SoftBank's Masayoshi Son | File photo
Masayoshi Son likes to sketch out a grand vision for the future of artificial intelligence to justify his seemingly scattershot approach to investing. On Thursday, he let his proteges and startups speak for themselves.

SoftBank Group Corp.’s $100 billion Vision Fund has 82 companies in its portfolio who delve into areas from satellites and autonomous driving to chips and cancer detection. The founders of Southeast Asian ride-hailing giant Grab, indoor farming startup Plenty, Indian hotel chain OYO Rooms and payments service Paytm took the stage at an annual SoftBank conference to explain how AI helps them stay on top in their respective fields.

Ritesh Agarwal, Oyo’s 25-year-old founder, said the company is using data to evaluate properties in under five days, a process that might take traditional hotels months. That allows the startup to add about 90,000 new rooms every 90 days, for a total of 1.1 million. Oyo also uses algorithms to predict what kind of interior design can boost demand -- pictures of Marilyn Monroe help, apparently -- and to adjust prices more than 43,000 times a minute.

Grab’s Anthony Tan said the company captures 40 terabytes of data daily through its “superapp,” which has been downloaded 155 million times by customers who use it to call a ride, order lunch and pay for purchases. Crunching those numbers allows Grab to make sure a car can be hailed within three minutes and offer food recommendations. The data can also help reduce congestion in Southeast Asia’s crowded cities, reduce food wastage and improve access to credit.

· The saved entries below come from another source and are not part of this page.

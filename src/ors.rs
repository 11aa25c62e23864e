//! OpenRouteService HTTP adapter for walking directions.

use std::env;
use std::time::Duration;

use serde_json::json;
use tracing::{debug, warn};

use crate::error::RoutingError;
use crate::orchestrator::MIN_WAYPOINTS;
use crate::traits::{DirectionsGateway, DirectionsResponse};
use crate::waypoints::WaypointError;

/// Primary and fallback environment variables holding the API key.
const API_KEY_VARS: [&str; 2] = ["ORS_API_KEY", "OPENROUTESERVICE_API_KEY"];

#[derive(Debug, Clone)]
pub struct OrsConfig {
    pub base_url: String,
    pub profile: String,
    /// Per-request timeout. A request that hangs past it fails as a
    /// transport failure.
    pub timeout_secs: u64,
    pub api_key: Option<String>,
}

impl Default for OrsConfig {
    fn default() -> Self {
        Self {
            base_url: "https://api.openrouteservice.org".to_string(),
            profile: "foot-walking".to_string(),
            timeout_secs: 15,
            api_key: None,
        }
    }
}

impl OrsConfig {
    /// Defaults, with the API key and base URL taken from the environment.
    pub fn from_env() -> Self {
        let api_key = API_KEY_VARS
            .iter()
            .filter_map(|var| env::var(var).ok())
            .map(|key| key.trim().to_string())
            .find(|key| !key.is_empty());

        let mut config = Self {
            api_key,
            ..Self::default()
        };
        if let Ok(base_url) = env::var("ORS_BASE_URL") {
            config.base_url = base_url;
        }
        config
    }
}

#[derive(Debug, Clone)]
pub struct OrsClient {
    config: OrsConfig,
    client: reqwest::blocking::Client,
}

impl OrsClient {
    pub fn new(config: OrsConfig) -> Result<Self, RoutingError> {
        let client = reqwest::blocking::Client::builder()
            .timeout(Duration::from_secs(config.timeout_secs))
            .build()?;

        Ok(Self { config, client })
    }

    /// Whether an API key is configured. Without one every request fails
    /// with `MissingCredential` before reaching the network.
    pub fn has_credential(&self) -> bool {
        self.config.api_key.is_some()
    }

    fn url(&self) -> String {
        format!(
            "{}/v2/directions/{}",
            self.config.base_url.trim_end_matches('/'),
            self.config.profile
        )
    }
}

impl DirectionsGateway for OrsClient {
    fn directions(&self, coordinates: &[(f64, f64)]) -> Result<DirectionsResponse, RoutingError> {
        let api_key = self
            .config
            .api_key
            .as_deref()
            .ok_or(RoutingError::MissingCredential)?;

        if coordinates.len() < MIN_WAYPOINTS {
            return Err(WaypointError::TooFew(coordinates.len()).into());
        }

        let url = self.url();
        let coords: Vec<[f64; 2]> = coordinates.iter().map(|&(lng, lat)| [lng, lat]).collect();
        let body = json!({
            "coordinates": coords,
            "format": "json",
        });

        debug!(url = %url, points = coordinates.len(), "calling directions provider");

        let response = self
            .client
            .post(&url)
            .header("Authorization", api_key)
            .json(&body)
            .send()
            .map_err(|err| {
                warn!(url = %url, error = %err, "directions request failed");
                RoutingError::from(err)
            })?;

        let status = response.status();
        let text = response.text()?;

        if !status.is_success() {
            warn!(status = status.as_u16(), body = %text, "directions provider returned an error");
            return Err(RoutingError::from_provider_body(status.as_u16(), &text));
        }

        serde_json::from_str(&text).map_err(|err| {
            warn!(error = %err, body = %text, "failed to parse directions response");
            RoutingError::ProviderError {
                status: status.as_u16(),
                code: None,
                message: format!("unreadable directions response: {err}"),
            }
        })
    }
}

Each of Paytm’s 700 billion mobile payment transactions runs a gauntlet of more than 1,000 checks in a thousandth of a second, to root out fraud, founder Vijay Shekhar Sharma said at the event. The rules can be as simple as comparing the phone’s location to that of a merchant receiving payment, and declining those that don’t match. The data could also be used by sellers to determine in real time whether to extend a particular customer credit.

Finally, Plenty says its high-tech approach to growing crops indoors results in plants that yield more without pesticides, use a fraction of water of their counterparts in the field and taste better, to boot. Founder Matt Barnard said the company used AI to developed 6.4 billion produce recipes that allow farmers to adapt production within days to take advantage of a sudden shortage of kale or iceberg lettuce.

SoftBank’s Vision Fund poured $3 billion into Grab and took part in a $1 billion round for Oyo last year. In 2017, it led a $200 million investment in Plenty. Last year’s event included presentations from machine learning platform Pettum Inc., Chinese ride-hailing giant Didi Chuxing, ZhongAn Insurance and General Motors Co.’s self-driving unit, Cruise.

“The crystal ball that tells the future doesn’t exist, but something close to that is being created now,” Son said at SoftBank World in Tokyo. “The AI revolution can make people happier. That’s the opportunity in front of us.”